> [Work to complete]:
For the string "their", state the number of lines in the data that contain it, and nothing else.

——

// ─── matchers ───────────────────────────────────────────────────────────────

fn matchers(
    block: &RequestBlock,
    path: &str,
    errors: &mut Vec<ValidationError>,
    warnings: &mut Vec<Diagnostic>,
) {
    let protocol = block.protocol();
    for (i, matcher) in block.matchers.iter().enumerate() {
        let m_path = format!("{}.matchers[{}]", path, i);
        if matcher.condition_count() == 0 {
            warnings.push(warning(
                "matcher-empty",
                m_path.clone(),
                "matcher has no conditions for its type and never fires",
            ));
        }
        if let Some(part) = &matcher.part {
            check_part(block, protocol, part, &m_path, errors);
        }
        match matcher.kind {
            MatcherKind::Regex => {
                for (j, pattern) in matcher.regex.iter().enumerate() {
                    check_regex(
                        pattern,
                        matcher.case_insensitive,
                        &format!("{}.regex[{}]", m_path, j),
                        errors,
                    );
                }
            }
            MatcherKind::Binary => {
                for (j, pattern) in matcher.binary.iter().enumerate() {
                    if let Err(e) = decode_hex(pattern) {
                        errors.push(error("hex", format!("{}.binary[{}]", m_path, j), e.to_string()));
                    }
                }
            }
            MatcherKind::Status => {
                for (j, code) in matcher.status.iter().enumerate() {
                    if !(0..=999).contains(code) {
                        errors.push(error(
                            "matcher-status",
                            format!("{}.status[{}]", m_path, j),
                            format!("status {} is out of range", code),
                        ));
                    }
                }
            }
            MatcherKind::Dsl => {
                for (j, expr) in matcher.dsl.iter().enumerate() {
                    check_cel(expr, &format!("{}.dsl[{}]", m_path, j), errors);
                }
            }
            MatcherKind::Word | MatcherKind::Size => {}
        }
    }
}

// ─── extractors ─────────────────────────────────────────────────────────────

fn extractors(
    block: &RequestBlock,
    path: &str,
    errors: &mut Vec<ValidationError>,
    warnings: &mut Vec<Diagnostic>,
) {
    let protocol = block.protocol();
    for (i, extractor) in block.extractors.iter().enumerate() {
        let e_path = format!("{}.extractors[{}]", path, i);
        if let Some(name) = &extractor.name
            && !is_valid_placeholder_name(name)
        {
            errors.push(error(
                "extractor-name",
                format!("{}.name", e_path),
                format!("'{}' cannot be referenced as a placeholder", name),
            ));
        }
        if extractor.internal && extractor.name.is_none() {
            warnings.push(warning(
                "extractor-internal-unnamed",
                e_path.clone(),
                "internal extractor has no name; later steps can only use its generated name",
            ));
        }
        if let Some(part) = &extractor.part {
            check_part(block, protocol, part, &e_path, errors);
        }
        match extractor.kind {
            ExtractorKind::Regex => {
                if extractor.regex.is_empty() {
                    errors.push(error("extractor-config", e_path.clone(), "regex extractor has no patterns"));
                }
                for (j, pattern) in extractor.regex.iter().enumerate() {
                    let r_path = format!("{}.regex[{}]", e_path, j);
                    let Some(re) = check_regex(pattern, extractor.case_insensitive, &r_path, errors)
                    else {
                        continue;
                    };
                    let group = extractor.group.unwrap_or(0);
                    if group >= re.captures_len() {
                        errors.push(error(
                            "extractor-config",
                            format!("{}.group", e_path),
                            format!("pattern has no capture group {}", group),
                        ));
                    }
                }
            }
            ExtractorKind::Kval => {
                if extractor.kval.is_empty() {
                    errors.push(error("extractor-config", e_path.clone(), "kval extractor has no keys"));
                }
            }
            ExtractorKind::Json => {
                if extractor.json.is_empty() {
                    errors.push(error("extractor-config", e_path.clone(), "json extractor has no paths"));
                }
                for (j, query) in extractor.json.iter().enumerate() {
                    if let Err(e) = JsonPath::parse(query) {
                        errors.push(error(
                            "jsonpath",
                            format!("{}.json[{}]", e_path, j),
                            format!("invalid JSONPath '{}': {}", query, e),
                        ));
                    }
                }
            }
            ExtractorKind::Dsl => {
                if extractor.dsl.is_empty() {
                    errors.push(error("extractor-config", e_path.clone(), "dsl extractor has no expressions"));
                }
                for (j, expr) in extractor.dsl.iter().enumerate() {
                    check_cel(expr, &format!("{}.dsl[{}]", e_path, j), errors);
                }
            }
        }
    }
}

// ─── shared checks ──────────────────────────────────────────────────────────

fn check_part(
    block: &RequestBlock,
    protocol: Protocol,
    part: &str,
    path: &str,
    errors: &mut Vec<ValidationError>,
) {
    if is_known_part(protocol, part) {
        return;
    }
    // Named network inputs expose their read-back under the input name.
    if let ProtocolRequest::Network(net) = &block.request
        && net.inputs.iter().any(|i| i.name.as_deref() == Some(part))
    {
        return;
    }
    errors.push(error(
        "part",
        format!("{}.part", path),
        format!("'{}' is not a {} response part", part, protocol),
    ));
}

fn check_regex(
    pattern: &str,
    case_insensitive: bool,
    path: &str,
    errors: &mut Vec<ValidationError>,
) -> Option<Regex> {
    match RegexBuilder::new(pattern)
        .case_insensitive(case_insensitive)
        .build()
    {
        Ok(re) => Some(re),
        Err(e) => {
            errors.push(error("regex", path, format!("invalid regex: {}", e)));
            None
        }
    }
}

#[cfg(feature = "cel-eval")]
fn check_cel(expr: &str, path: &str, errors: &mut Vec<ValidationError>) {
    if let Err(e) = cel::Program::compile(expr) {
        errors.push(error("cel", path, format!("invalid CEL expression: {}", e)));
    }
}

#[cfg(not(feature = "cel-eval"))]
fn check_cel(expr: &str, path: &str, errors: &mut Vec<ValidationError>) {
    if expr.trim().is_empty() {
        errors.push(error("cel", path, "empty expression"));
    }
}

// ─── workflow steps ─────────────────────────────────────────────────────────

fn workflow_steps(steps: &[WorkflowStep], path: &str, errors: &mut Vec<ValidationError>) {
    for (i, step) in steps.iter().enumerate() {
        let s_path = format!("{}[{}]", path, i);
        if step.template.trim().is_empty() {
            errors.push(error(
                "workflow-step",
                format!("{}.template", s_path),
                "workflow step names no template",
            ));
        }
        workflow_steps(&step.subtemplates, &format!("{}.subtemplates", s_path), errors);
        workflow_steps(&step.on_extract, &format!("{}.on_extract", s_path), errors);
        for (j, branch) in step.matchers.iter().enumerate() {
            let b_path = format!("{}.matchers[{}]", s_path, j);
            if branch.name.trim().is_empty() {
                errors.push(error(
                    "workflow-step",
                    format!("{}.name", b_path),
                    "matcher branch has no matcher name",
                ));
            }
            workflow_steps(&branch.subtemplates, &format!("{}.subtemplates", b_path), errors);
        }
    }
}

——

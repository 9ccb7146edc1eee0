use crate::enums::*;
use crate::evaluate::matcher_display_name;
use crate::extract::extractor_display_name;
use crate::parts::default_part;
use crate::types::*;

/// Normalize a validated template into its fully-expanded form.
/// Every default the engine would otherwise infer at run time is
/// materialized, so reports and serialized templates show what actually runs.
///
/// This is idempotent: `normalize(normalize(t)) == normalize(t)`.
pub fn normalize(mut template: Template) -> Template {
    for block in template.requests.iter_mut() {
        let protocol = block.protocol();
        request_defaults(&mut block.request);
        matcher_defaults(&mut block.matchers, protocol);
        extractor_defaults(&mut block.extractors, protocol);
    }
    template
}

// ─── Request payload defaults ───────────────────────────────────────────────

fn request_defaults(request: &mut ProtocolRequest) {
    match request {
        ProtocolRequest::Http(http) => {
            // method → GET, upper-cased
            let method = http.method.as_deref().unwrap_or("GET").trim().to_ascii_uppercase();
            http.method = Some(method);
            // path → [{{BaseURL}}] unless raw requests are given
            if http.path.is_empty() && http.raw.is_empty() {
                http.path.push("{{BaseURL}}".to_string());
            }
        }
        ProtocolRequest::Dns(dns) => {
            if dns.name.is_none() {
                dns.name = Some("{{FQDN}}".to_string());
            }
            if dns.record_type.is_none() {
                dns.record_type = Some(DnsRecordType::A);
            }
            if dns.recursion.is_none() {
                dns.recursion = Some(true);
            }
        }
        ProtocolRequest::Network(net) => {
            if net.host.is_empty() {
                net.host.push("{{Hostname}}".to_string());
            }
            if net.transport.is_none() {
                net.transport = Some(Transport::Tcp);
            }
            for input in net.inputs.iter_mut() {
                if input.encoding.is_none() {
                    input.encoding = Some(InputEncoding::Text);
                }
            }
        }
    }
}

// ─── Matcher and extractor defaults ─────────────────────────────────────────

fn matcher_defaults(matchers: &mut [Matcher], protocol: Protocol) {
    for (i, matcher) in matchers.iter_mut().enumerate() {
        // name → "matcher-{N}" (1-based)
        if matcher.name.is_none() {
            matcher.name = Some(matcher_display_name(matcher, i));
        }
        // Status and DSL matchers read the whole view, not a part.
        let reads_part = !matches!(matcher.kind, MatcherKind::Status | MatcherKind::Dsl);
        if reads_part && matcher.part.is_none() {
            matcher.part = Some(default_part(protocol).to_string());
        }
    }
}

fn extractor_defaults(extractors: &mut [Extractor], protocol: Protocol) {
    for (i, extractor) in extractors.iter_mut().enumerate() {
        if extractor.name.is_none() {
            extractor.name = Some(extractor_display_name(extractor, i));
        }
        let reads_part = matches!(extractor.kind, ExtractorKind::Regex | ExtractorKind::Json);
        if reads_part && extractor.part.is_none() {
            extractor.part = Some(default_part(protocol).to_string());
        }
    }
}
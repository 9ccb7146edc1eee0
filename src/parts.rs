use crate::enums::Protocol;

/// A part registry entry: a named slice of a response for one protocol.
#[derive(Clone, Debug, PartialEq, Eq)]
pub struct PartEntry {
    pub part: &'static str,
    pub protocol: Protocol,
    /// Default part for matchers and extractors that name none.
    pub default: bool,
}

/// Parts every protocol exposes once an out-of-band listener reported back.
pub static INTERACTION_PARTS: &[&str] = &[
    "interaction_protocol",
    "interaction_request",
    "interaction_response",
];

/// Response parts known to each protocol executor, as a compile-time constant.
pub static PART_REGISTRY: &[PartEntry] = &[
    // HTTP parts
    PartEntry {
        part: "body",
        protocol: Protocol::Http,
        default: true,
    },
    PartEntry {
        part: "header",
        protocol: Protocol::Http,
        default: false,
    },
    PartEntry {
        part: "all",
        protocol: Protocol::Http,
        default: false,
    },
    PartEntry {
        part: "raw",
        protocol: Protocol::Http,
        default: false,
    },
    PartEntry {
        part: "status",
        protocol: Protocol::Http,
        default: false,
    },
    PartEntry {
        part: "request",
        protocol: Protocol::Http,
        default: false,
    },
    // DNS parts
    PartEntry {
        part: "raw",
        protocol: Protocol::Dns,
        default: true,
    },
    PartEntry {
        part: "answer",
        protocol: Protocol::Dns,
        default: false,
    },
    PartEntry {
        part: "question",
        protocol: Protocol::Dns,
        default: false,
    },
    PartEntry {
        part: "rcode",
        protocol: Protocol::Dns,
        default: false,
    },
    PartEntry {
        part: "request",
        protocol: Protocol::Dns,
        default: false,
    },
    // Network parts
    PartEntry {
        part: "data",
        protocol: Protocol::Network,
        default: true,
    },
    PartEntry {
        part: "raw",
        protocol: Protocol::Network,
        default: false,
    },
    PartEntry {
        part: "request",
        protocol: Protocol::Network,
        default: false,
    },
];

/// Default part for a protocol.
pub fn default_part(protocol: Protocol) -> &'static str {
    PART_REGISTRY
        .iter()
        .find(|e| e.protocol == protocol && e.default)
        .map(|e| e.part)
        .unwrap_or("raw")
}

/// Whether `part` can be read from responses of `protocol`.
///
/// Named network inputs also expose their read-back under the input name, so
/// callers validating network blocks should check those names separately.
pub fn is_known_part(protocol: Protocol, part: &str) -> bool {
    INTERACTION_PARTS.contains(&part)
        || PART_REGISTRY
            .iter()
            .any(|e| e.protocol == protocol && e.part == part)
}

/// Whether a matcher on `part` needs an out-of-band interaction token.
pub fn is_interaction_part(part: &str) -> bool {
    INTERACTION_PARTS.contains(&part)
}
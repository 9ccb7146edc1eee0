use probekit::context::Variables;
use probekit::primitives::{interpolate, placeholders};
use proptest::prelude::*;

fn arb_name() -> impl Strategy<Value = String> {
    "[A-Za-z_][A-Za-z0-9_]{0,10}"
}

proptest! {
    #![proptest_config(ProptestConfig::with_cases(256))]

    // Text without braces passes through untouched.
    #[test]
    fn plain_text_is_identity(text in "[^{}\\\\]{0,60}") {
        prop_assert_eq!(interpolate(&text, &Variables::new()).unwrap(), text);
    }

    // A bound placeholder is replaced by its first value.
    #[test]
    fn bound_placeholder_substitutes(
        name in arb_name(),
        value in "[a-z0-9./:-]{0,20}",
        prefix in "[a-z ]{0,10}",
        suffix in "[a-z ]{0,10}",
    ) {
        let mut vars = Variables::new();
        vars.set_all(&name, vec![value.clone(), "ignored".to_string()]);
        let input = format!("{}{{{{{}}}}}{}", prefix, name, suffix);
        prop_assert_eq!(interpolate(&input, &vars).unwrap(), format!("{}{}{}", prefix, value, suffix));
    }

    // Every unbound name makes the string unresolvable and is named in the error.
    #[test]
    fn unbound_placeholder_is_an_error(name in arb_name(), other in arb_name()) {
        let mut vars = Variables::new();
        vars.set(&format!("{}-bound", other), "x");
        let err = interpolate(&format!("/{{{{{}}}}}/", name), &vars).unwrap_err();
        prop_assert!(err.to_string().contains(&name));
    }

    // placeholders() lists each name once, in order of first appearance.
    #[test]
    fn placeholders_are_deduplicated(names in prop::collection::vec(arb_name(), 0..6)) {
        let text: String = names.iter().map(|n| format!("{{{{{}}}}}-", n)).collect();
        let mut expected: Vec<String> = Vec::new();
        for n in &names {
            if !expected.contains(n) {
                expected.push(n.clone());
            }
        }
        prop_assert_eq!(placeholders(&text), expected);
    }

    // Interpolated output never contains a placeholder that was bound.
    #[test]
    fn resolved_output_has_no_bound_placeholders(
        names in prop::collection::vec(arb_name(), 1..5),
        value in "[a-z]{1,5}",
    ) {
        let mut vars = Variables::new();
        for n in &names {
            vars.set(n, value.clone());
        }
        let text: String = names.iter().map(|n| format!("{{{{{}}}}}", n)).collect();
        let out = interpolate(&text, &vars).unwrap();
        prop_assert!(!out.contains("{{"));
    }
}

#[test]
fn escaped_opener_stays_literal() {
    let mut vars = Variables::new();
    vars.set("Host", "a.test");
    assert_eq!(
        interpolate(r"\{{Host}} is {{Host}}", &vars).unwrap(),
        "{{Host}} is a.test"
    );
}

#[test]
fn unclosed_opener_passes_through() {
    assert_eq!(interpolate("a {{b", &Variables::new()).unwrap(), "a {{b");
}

——

> [Written answer]:
2